Would you reproduce exactly the lines below from the one holding "When the referenced" through the one holding "user doesn't exist", inclusive, and no others?

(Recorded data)
------------------------------------------------------------
/// Task model and database operations
///
/// Tasks either belong to a project (role-gated) or are personal (no project,
/// visible only to their creator).
///
/// # Schema
///
/// ```sql
/// CREATE TYPE task_status AS ENUM ('todo', 'in_progress', 'done');
///
/// CREATE TABLE tasks (
///     id UUID PRIMARY KEY,
///     project_id UUID REFERENCES projects(id) ON DELETE CASCADE,
///     creator_id UUID NOT NULL REFERENCES users(id),
///     assignee_id UUID REFERENCES users(id) ON DELETE SET NULL,
///     title VARCHAR(255) NOT NULL,
///     status task_status NOT NULL DEFAULT 'todo',
///     created_at TIMESTAMPTZ NOT NULL DEFAULT NOW(),
///     updated_at TIMESTAMPTZ NOT NULL DEFAULT NOW()
/// );
/// ```

use chrono::{DateTime, Utc};
use serde::{Deserialize, Serialize};
use sqlx::PgConnection;
use uuid::Uuid;

/// Task progress status
#[derive(Debug, Clone, Copy, PartialEq, Eq, Serialize, Deserialize, sqlx::Type)]
#[sqlx(type_name = "task_status", rename_all = "snake_case")]
#[serde(rename_all = "snake_case")]
pub enum TaskStatus {
    /// Not started
    Todo,

    /// Being worked on
    InProgress,

    /// Finished
    Done,
}

impl TaskStatus {
    /// Converts status to string for display
    pub fn as_str(&self) -> &'static str {
        match self {
            TaskStatus::Todo => "todo",
            TaskStatus::InProgress => "in_progress",
            TaskStatus::Done => "done",
        }
    }
}

/// A unit of work, optionally scoped to a project
#[derive(Debug, Clone, PartialEq, Eq, Serialize, Deserialize, sqlx::FromRow)]
pub struct Task {
    /// Unique task ID
    pub id: Uuid,

    /// Owning project; `None` for personal tasks
    pub project_id: Option<Uuid>,

    /// User who created the task
    pub creator_id: Uuid,

    /// User the task is assigned to, if any
    pub assignee_id: Option<Uuid>,

    /// Short description
    pub title: String,

    /// Current status
    pub status: TaskStatus,

    /// When the task was created
    pub created_at: DateTime<Utc>,

    /// When the task was last updated
    pub updated_at: DateTime<Utc>,
}

/// Input for creating a task
#[derive(Debug, Clone, Serialize, Deserialize)]
pub struct CreateTask {
    /// Owning project (`None` for a personal task)
    pub project_id: Option<Uuid>,

    /// Short description
    pub title: String,

    /// Initial assignee
    pub assignee_id: Option<Uuid>,
}

impl Task {
    /// Builds a new task created by `creator_id`
    pub fn new(creator_id: Uuid, data: CreateTask, now: DateTime<Utc>) -> Self {
        Self {
            id: Uuid::new_v4(),
            project_id: data.project_id,
            creator_id,
            assignee_id: data.assignee_id,
            title: data.title,
            status: TaskStatus::Todo,
            created_at: now,
            updated_at: now,
        }
    }

    /// Personal tasks have no project
    pub fn is_personal(&self) -> bool {
        self.project_id.is_none()
    }

    /// Whether `user_id` created this task or is assigned to it
    pub fn involves(&self, user_id: Uuid) -> bool {
        self.creator_id == user_id || self.assignee_id == Some(user_id)
    }

    /// Inserts a task row
    pub async fn insert(conn: &mut PgConnection, task: &Task) -> Result<(), sqlx::Error> {
        sqlx::query(
            r#"
            INSERT INTO tasks (id, project_id, creator_id, assignee_id, title, status,
                               created_at, updated_at)
            VALUES ($1, $2, $3, $4, $5, $6, $7, $8)
            "#,
        )
        .bind(task.id)
        .bind(task.project_id)
        .bind(task.creator_id)
        .bind(task.assignee_id)
        .bind(&task.title)
        .bind(task.status)
        .bind(task.created_at)
        .bind(task.updated_at)
        .execute(&mut *conn)
        .await?;

        Ok(())
    }

    /// Finds a task by ID
    pub async fn find_by_id(conn: &mut PgConnection, id: Uuid) -> Result<Option<Self>, sqlx::Error> {
        let task = sqlx::query_as::<_, Task>(
            r#"
            SELECT id, project_id, creator_id, assignee_id, title, status,
                   created_at, updated_at
            FROM tasks
            WHERE id = $1
            "#,
        )
        .bind(id)
        .fetch_optional(&mut *conn)
        .await?;

        Ok(task)
    }

    /// Lists every task of a project, newest first
    ///
    /// Callers returning data across the trust boundary must go through
    /// [`crate::auth::visibility::list_visible_tasks`] instead.
    pub async fn list_by_project(
        conn: &mut PgConnection,
        project_id: Uuid,
    ) -> Result<Vec<Self>, sqlx::Error> {
        let tasks = sqlx::query_as::<_, Task>(
            r#"
            SELECT id, project_id, creator_id, assignee_id, title, status,
                   created_at, updated_at
            FROM tasks
            WHERE project_id = $1
            ORDER BY created_at DESC, id ASC
            "#,
        )
        .bind(project_id)
        .fetch_all(&mut *conn)
        .await?;

        Ok(tasks)
    }

    /// Lists personal tasks created by `creator_id`, newest first
    pub async fn list_personal(
        conn: &mut PgConnection,
        creator_id: Uuid,
    ) -> Result<Vec<Self>, sqlx::Error> {
        let tasks = sqlx::query_as::<_, Task>(
            r#"
            SELECT id, project_id, creator_id, assignee_id, title, status,
                   created_at, updated_at
            FROM tasks
            WHERE project_id IS NULL AND creator_id = $1
            ORDER BY created_at DESC, id ASC
            "#,
        )
        .bind(creator_id)
        .fetch_all(&mut *conn)
        .await?;

        Ok(tasks)
    }
}
#[cfg(test)]
mod tests {
    use super::*;
    use crate::auth::token::generate_invitation_token;
    use crate::models::{CreateProject, CreateUser, NewInvitation};
    use chrono::{Duration, Utc};

    async fn seed(store: &MemoryStore) -> (User, Project) {
        let user = User::new(CreateUser {
            email: "Owner@Example.com".to_string(),
            name: None,
        });
        let project = Project::new(
            user.id,
            CreateProject {
                name: "Alpha".to_string(),
            },
            Utc::now(),
        );

        let mut uow = store.begin().await.unwrap();
        uow.insert_user(&user).await.unwrap();
        uow.insert_project(&project).await.unwrap();
        uow.commit().await.unwrap();

        (user, project)
    }

    fn invitation(project: &Project, inviter: &User, email: &str) -> Invitation {
        let (_, token_hash) = generate_invitation_token();
        let now = Utc::now();
        Invitation::new(
            NewInvitation {
                project_id: project.id,
                email: email.to_string(),
                role: ProjectRole::Member,
                token_hash,
                invited_by: inviter.id,
                expires_at: now + Duration::hours(72),
            },
            now,
        )
    }

    #[tokio::test]
    async fn test_dropped_unit_of_work_rolls_back() {
        let store = MemoryStore::new();
        let (user, project) = seed(&store).await;

        {
            let mut uow = store.begin().await.unwrap();
            let m = Membership::new(project.id, user.id, ProjectRole::Owner, Utc::now());
            uow.insert_membership(&m).await.unwrap();
            // dropped without commit
        }

        let mut uow = store.begin().await.unwrap();
        assert!(uow.get_membership(project.id, user.id).await.unwrap().is_none());
    }

    #[tokio::test]
    async fn test_committed_changes_are_visible() {
        let store = MemoryStore::new();
        let (user, project) = seed(&store).await;

        let mut uow = store.begin().await.unwrap();
        let m = Membership::new(project.id, user.id, ProjectRole::Owner, Utc::now());
        uow.insert_membership(&m).await.unwrap();
        uow.commit().await.unwrap();

        let mut uow = store.begin().await.unwrap();
        assert_eq!(uow.get_membership(project.id, user.id).await.unwrap(), Some(m));
        assert_eq!(
            uow.count_members_with_role(project.id, ProjectRole::Owner)
                .await
                .unwrap(),
            1
        );
    }

    #[tokio::test]
    async fn test_duplicate_membership_rejected() {
        let store = MemoryStore::new();
        let (user, project) = seed(&store).await;

        let mut uow = store.begin().await.unwrap();
        let m = Membership::new(project.id, user.id, ProjectRole::Owner, Utc::now());
        uow.insert_membership(&m).await.unwrap();
        let err = uow.insert_membership(&m).await.unwrap_err();
        assert!(matches!(err, StoreError::AlreadyExists));
    }

    #[tokio::test]
    async fn test_membership_requires_existing_rows() {
        let store = MemoryStore::new();
        let (_, project) = seed(&store).await;

        let mut uow = store.begin().await.unwrap();
        let m = Membership::new(project.id, Uuid::new_v4(), ProjectRole::Member, Utc::now());
        let err = uow.insert_membership(&m).await.unwrap_err();
        assert!(matches!(err, StoreError::NotFound));
    }

    #[tokio::test]
    async fn test_user_email_unique_case_insensitive() {
        let store = MemoryStore::new();
        seed(&store).await;

        let mut uow = store.begin().await.unwrap();
        let dup = User::new(CreateUser {
            email: "owner@example.COM".to_string(),
            name: None,
        });
        let err = uow.insert_user(&dup).await.unwrap_err();
        assert!(matches!(err, StoreError::AlreadyExists));

        let found = uow.find_user_by_email("OWNER@example.com").await.unwrap();
        assert!(found.is_some());
    }

    #[tokio::test]
    async fn test_delete_project_cascades() {
        let store = MemoryStore::new();
        let (user, project) = seed(&store).await;

        let mut uow = store.begin().await.unwrap();
        let m = Membership::new(project.id, user.id, ProjectRole::Owner, Utc::now());
        uow.insert_membership(&m).await.unwrap();
        assert!(uow.delete_project(project.id).await.unwrap());
        assert!(uow.list_memberships(project.id).await.unwrap().is_empty());
        assert!(!uow.delete_project(project.id).await.unwrap());
    }

    #[tokio::test]
    async fn test_rollback_restores_invitation_indexes() {
        let store = MemoryStore::new();
        let (user, project) = seed(&store).await;
        let inv = invitation(&project, &user, "guest@x.com");

        {
            let mut uow = store.begin().await.unwrap();
            uow.insert_invitation(&inv).await.unwrap();
        }

        let mut uow = store.begin().await.unwrap();
        assert!(uow
            .find_invitation_by_token_hash(&inv.token_hash)
            .await
            .unwrap()
            .is_none());
        assert!(uow
            .find_pending_invitation(project.id, "guest@x.com")
            .await
            .unwrap()
            .is_none());
        uow.insert_invitation(&inv).await.unwrap();
        uow.commit().await.unwrap();

        let mut uow = store.begin().await.unwrap();
        let found = uow
            .find_invitation_by_token_hash(&inv.token_hash)
            .await
            .unwrap();
        assert_eq!(found.map(|i| i.id), Some(inv.id));
    }

    #[tokio::test]
    async fn test_rollback_restores_transitioned_invitation() {
        let store = MemoryStore::new();
        let (user, project) = seed(&store).await;
        let inv = invitation(&project, &user, "guest@x.com");

        let mut uow = store.begin().await.unwrap();
        uow.insert_invitation(&inv).await.unwrap();
        uow.commit().await.unwrap();

        {
            let mut uow = store.begin().await.unwrap();
            let (_, new_hash) = generate_invitation_token();
            let change = InvitationTransition::reissue(new_hash, Utc::now(), Utc::now());
            let reissued = uow
                .transition_invitation(inv.id, InvitationStatus::Pending, &change)
                .await
                .unwrap();
            assert!(reissued.is_some());
            assert!(uow
                .find_invitation_by_token_hash(&inv.token_hash)
                .await
                .unwrap()
                .is_none());
        }

        let mut uow = store.begin().await.unwrap();
        let found = uow
            .find_invitation_by_token_hash(&inv.token_hash)
            .await
            .unwrap();
        assert_eq!(found, Some(inv.clone()));

        // the pending slot is still held by the original row
        let second = invitation(&project, &user, "guest@x.com");
        let err = uow.insert_invitation(&second).await.unwrap_err();
        assert!(matches!(err, StoreError::AlreadyExists));
    }

    #[tokio::test]
    async fn test_rollback_restores_deleted_project() {
        let store = MemoryStore::new();
        let (user, project) = seed(&store).await;

        let mut uow = store.begin().await.unwrap();
        let m = Membership::new(project.id, user.id, ProjectRole::Owner, Utc::now());
        uow.insert_membership(&m).await.unwrap();
        uow.insert_invitation(&invitation(&project, &user, "guest@x.com"))
            .await
            .unwrap();
        uow.commit().await.unwrap();

        {
            let mut uow = store.begin().await.unwrap();
            assert!(uow.delete_project(project.id).await.unwrap());
        }

        let mut uow = store.begin().await.unwrap();
        assert!(uow.get_project(project.id).await.unwrap().is_some());
        assert_eq!(uow.get_membership(project.id, user.id).await.unwrap(), Some(m));
        assert!(uow
            .find_pending_invitation(project.id, "guest@x.com")
            .await
            .unwrap()
            .is_some());
    }
}
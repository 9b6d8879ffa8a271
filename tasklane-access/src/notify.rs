/// Invitation delivery
///
/// Sending the invitation email belongs to the surrounding application. The
/// core hands it an [`InvitationNotice`] through the [`Notifier`] trait once
/// the invitation is committed. Delivery failure never undoes the invitation;
/// the inviter can resend.

use async_trait::async_trait;
use chrono::{DateTime, Utc};
use serde::Serialize;
use tracing::{info, warn};
use uuid::Uuid;

use crate::models::ProjectRole;

/// Everything a notifier needs to tell the invitee
#[derive(Debug, Clone, PartialEq, Eq, Serialize)]
pub struct InvitationNotice {
    /// Invited email address
    pub recipient: String,

    /// Accept link carrying the plaintext token
    pub link: String,

    pub project_id: Uuid,
    pub role: ProjectRole,
    pub expires_at: DateTime<Utc>,
}

/// Error reported by a notifier
#[derive(Debug, thiserror::Error)]
#[error("notification failed: {0}")]
pub struct NotifyError(pub String);

/// Delivers invitation notices
#[async_trait]
pub trait Notifier: Send + Sync {
    async fn send_invitation(&self, notice: &InvitationNotice) -> Result<(), NotifyError>;
}

/// Notifier that only records the notice in the log
///
/// The link is left out of the log line since it carries the token.
#[derive(Debug, Clone, Copy, Default)]
pub struct LogNotifier;

#[async_trait]
impl Notifier for LogNotifier {
    async fn send_invitation(&self, notice: &InvitationNotice) -> Result<(), NotifyError> {
        info!(
            recipient = %notice.recipient,
            project_id = %notice.project_id,
            role = %notice.role,
            expires_at = %notice.expires_at,
            "Invitation notice issued"
        );
        Ok(())
    }
}

/// Sends a notice, logging and swallowing failure
///
/// Returns whether delivery succeeded.
pub async fn notify_best_effort(notifier: &dyn Notifier, notice: &InvitationNotice) -> bool {
    match notifier.send_invitation(notice).await {
        Ok(()) => true,
        Err(e) => {
            warn!(
                error = %e,
                recipient = %notice.recipient,
                project_id = %notice.project_id,
                "Failed to deliver invitation notice"
            );
            false
        }
    }
}
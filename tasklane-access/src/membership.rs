/// Membership mutation
///
/// Membership rows are written only from this module. The free functions
/// operate on an open [`UnitOfWork`] so callers (this module's
/// [`MembershipService`], project creation, invitation acceptance) can make
/// them part of a larger transaction.
///
/// # Last-Owner Invariant
///
/// Every project keeps at least one owner. Removing or demoting an owner
/// first locks the project row, then counts owners inside the same
/// transaction. Two concurrent removals therefore serialize on the lock, and
/// the second one observes the first one's result.
///
/// # Owner Cache
///
/// `Project.owner_id` always points at a current owner. When the referenced
/// owner loses the role, it is repointed at the longest-standing remaining
/// owner.

use chrono::{DateTime, Utc};
use std::sync::Arc;
use tracing::{info, warn};
use uuid::Uuid;

use crate::auth::permissions::{require, ProjectAction, Resource};
use crate::auth::roles::role_in_project;
use crate::clock::Clock;
use crate::error::{AccessError, AccessResult};
use crate::models::{Membership, Project, ProjectRole};
use crate::store::{Store, StoreError, UnitOfWork};

/// Locks a project for mutation, or reports it missing
pub(crate) async fn lock_existing_project(
    uow: &mut dyn UnitOfWork,
    project_id: Uuid,
) -> AccessResult<Project> {
    uow.lock_project(project_id)
        .await?
        .ok_or_else(|| AccessError::not_found("Project"))
}

/// Adds `user_id` to a project
///
/// # Errors
///
/// - `NotFound` if the project or user doesn't exist
/// - `Conflict` if the user is already a member
pub async fn add_member(
    uow: &mut dyn UnitOfWork,
    project_id: Uuid,
    user_id: Uuid,
    role: ProjectRole,
    now: DateTime<Utc>,
) -> AccessResult<Membership> {
    lock_existing_project(uow, project_id).await?;
    insert_membership(uow, Membership::new(project_id, user_id, role, now)).await
}

/// Inserts a membership row into an already locked project
pub(crate) async fn insert_membership(
    uow: &mut dyn UnitOfWork,
    membership: Membership,
) -> AccessResult<Membership> {
    if uow
        .get_membership(membership.project_id, membership.user_id)
        .await?
        .is_some()
    {
        return Err(AccessError::Conflict(
            "User is already a member of this project".to_string(),
        ));
    }

    match uow.insert_membership(&membership).await {
        Ok(()) => {}
        Err(StoreError::AlreadyExists) => {
            return Err(AccessError::Conflict(
                "User is already a member of this project".to_string(),
            ))
        }
        Err(StoreError::NotFound) => return Err(AccessError::not_found("User")),
        Err(e) => return Err(e.into()),
    }

    info!(
        project_id = %membership.project_id,
        user_id = %membership.user_id,
        role = %membership.role,
        "Member added"
    );

    Ok(membership)
}

/// Removes `user_id` from a project
///
/// # Errors
///
/// - `NotFound` if the project or membership doesn't exist
/// - `Conflict` if the user is the last owner
pub async fn remove_member(
    uow: &mut dyn UnitOfWork,
    project_id: Uuid,
    user_id: Uuid,
    now: DateTime<Utc>,
) -> AccessResult<()> {
    let mut project = lock_existing_project(uow, project_id).await?;

    let membership = uow
        .get_membership(project_id, user_id)
        .await?
        .ok_or_else(|| AccessError::not_found("Member"))?;

    if membership.role == ProjectRole::Owner {
        ensure_another_owner(uow, project_id).await?;
    }

    if !uow.delete_membership(project_id, user_id).await? {
        return Err(AccessError::not_found("Member"));
    }

    info!(project_id = %project_id, user_id = %user_id, "Member removed");

    refresh_owner_cache(uow, &mut project, now).await
}

/// Changes the role of an existing member
///
/// Setting the role a member already has is a no-op.
///
/// # Errors
///
/// - `NotFound` if the project or membership doesn't exist
/// - `Conflict` if this would demote the last owner
pub async fn change_role(
    uow: &mut dyn UnitOfWork,
    project_id: Uuid,
    user_id: Uuid,
    role: ProjectRole,
    now: DateTime<Utc>,
) -> AccessResult<Membership> {
    let mut project = lock_existing_project(uow, project_id).await?;

    let mut membership = uow
        .get_membership(project_id, user_id)
        .await?
        .ok_or_else(|| AccessError::not_found("Member"))?;

    if membership.role == role {
        return Ok(membership);
    }

    if membership.role == ProjectRole::Owner {
        ensure_another_owner(uow, project_id).await?;
    }

    if !uow.update_membership_role(project_id, user_id, role).await? {
        return Err(AccessError::not_found("Member"));
    }

    info!(
        project_id = %project_id,
        user_id = %user_id,
        from = %membership.role,
        to = %role,
        "Member role changed"
    );
    membership.role = role;

    refresh_owner_cache(uow, &mut project, now).await?;
    Ok(membership)
}

/// Fails with `Conflict` unless an owner other than the one being changed remains
async fn ensure_another_owner(uow: &mut dyn UnitOfWork, project_id: Uuid) -> AccessResult<()> {
    let owners = uow
        .count_members_with_role(project_id, ProjectRole::Owner)
        .await?;

    if owners <= 1 {
        return Err(AccessError::Conflict(
            "A project must keep at least one owner".to_string(),
        ));
    }

    Ok(())
}

/// Points `project.owner_id` at a current owner if it no longer is one
async fn refresh_owner_cache(
    uow: &mut dyn UnitOfWork,
    project: &mut Project,
    now: DateTime<Utc>,
) -> AccessResult<()> {
    let members = uow.list_memberships(project.id).await?;

    let cached_is_owner = members
        .iter()
        .any(|m| m.user_id == project.owner_id && m.role == ProjectRole::Owner);
    if cached_is_owner {
        return Ok(());
    }

    // Memberships are listed oldest first
    let Some(next) = members.iter().find(|m| m.role == ProjectRole::Owner) else {
        warn!(project_id = %project.id, "Project has no owner membership");
        return Ok(());
    };

    info!(
        project_id = %project.id,
        from = %project.owner_id,
        to = %next.user_id,
        "Repointing project owner"
    );

    project.owner_id = next.user_id;
    project.updated_at = now;
    if !uow.update_project(project).await? {
        return Err(AccessError::not_found("Project"));
    }

    Ok(())
}

/// Authorized membership operations
///
/// Managing members requires [`ProjectAction::ManageMembers`] (owners).
/// Anyone may leave a project, unless they are its last owner.
#[derive(Clone)]
pub struct MembershipService {
    store: Arc<dyn Store>,
    clock: Arc<dyn Clock>,
}

impl MembershipService {
    pub fn new(store: Arc<dyn Store>, clock: Arc<dyn Clock>) -> Self {
        Self { store, clock }
    }

    pub async fn add_member(
        &self,
        caller: Uuid,
        project_id: Uuid,
        user_id: Uuid,
        role: ProjectRole,
    ) -> AccessResult<Membership> {
        let mut uow = self.store.begin().await?;
        lock_existing_project(uow.as_mut(), project_id).await?;
        require(
            uow.as_mut(),
            caller,
            ProjectAction::ManageMembers.into(),
            Resource::Project(project_id),
        )
        .await?;

        let membership = add_member(uow.as_mut(), project_id, user_id, role, self.clock.now()).await?;
        uow.commit().await?;
        Ok(membership)
    }

    pub async fn change_role(
        &self,
        caller: Uuid,
        project_id: Uuid,
        user_id: Uuid,
        role: ProjectRole,
    ) -> AccessResult<Membership> {
        let mut uow = self.store.begin().await?;
        lock_existing_project(uow.as_mut(), project_id).await?;
        require(
            uow.as_mut(),
            caller,
            ProjectAction::ManageMembers.into(),
            Resource::Project(project_id),
        )
        .await?;

        let membership =
            change_role(uow.as_mut(), project_id, user_id, role, self.clock.now()).await?;
        uow.commit().await?;
        Ok(membership)
    }

    /// Removes a member; `caller == user_id` means leaving the project
    ///
    /// Leaving requires a role in the project, otherwise `Forbidden`.
    pub async fn remove_member(
        &self,
        caller: Uuid,
        project_id: Uuid,
        user_id: Uuid,
    ) -> AccessResult<()> {
        let mut uow = self.store.begin().await?;
        let project = lock_existing_project(uow.as_mut(), project_id).await?;
        if caller == user_id {
            if role_in_project(uow.as_mut(), caller, &project).await?.is_none() {
                return Err(AccessError::Forbidden);
            }
        } else {
            require(
                uow.as_mut(),
                caller,
                ProjectAction::ManageMembers.into(),
                Resource::Project(project_id),
            )
            .await?;
        }

        remove_member(uow.as_mut(), project_id, user_id, self.clock.now()).await?;
        uow.commit().await?;
        Ok(())
    }

    /// Lists members, oldest first
    pub async fn list_members(&self, caller: Uuid, project_id: Uuid) -> AccessResult<Vec<Membership>> {
        let mut uow = self.store.begin().await?;
        if uow.get_project(project_id).await?.is_none() {
            return Err(AccessError::not_found("Project"));
        }
        require(
            uow.as_mut(),
            caller,
            ProjectAction::View.into(),
            Resource::Project(project_id),
        )
        .await?;

        Ok(uow.list_memberships(project_id).await?)
    }
}
use crate::auth::permissions::{require, ProjectAction, Resource};
use crate::auth::roles::role_in_project;
use crate::auth::token::{generate_invitation_token, hash_token, validate_token_format};
use crate::clock::Clock;
use crate::config::InvitationConfig;
use crate::error::{AccessError, AccessResult};
use crate::membership::{insert_membership, lock_existing_project};
use crate::models::user::normalize_email;
use crate::models::{
    Invitation, InvitationStatus, InvitationTransition, Membership, NewInvitation, Project,
    ProjectRole,
};
use crate::notify::{notify_best_effort, InvitationNotice, Notifier};
use crate::store::{Store, StoreError, UnitOfWork};

#[derive(Debug, Validate)]
struct InviteeEmail {
    #[validate(email)]
    email: String,
}

/// A freshly issued invitation together with its plaintext token
///
/// This is the only place the plaintext token ever appears. Hand it to the
/// inviter or the notifier, never to anyone else.
#[derive(Clone)]
pub struct IssuedInvitation {
    pub invitation: Invitation,
    pub token: String,
}

impl fmt::Debug for IssuedInvitation {
    fn fmt(&self, f: &mut fmt::Formatter<'_>) -> fmt::Result {
        f.debug_struct("IssuedInvitation")
            .field("invitation", &self.invitation)
            .field("token", &"[redacted]")
            .finish()
    }
}

impl IssuedInvitation {
    /// Accept link: `{base_url}/{token}`
    pub fn link(&self, base_url: &str) -> String {
        format!("{}/{}", base_url.trim_end_matches('/'), self.token)
    }

    /// What the notifier needs to reach the invitee
    pub fn notice(&self, base_url: &str) -> InvitationNotice {
        InvitationNotice {
            recipient: self.invitation.email.clone(),
            link: self.link(base_url),
            project_id: self.invitation.project_id,
            role: self.invitation.role,
            expires_at: self.invitation.expires_at,
        }
    }
}

/// Creates, resolves and transitions invitations
#[derive(Clone)]
pub struct InvitationManager {
    store: Arc<dyn Store>,
    clock: Arc<dyn Clock>,
    config: InvitationConfig,
}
------------------------------------------------------------
TASK OUTPUT:
/// `Project.owner_id` always points at a current owner. When the referenced
/// owner loses the role, it is repointed at the longest-standing remaining
/// owner.

use chrono::{DateTime, Utc};
use std::sync::Arc;
use tracing::{info, warn};
use uuid::Uuid;

use crate::auth::permissions::{require, ProjectAction, Resource};
use crate::auth::roles::role_in_project;
use crate::clock::Clock;
use crate::error::{AccessError, AccessResult};
use crate::models::{Membership, Project, ProjectRole};
use crate::store::{Store, StoreError, UnitOfWork};

/// Locks a project for mutation, or reports it missing
pub(crate) async fn lock_existing_project(
    uow: &mut dyn UnitOfWork,
    project_id: Uuid,
) -> AccessResult<Project> {
    uow.lock_project(project_id)
        .await?
        .ok_or_else(|| AccessError::not_found("Project"))
}

/// Adds `user_id` to a project
///
/// # Errors
///
/// - `NotFound` if the project or user doesn't exist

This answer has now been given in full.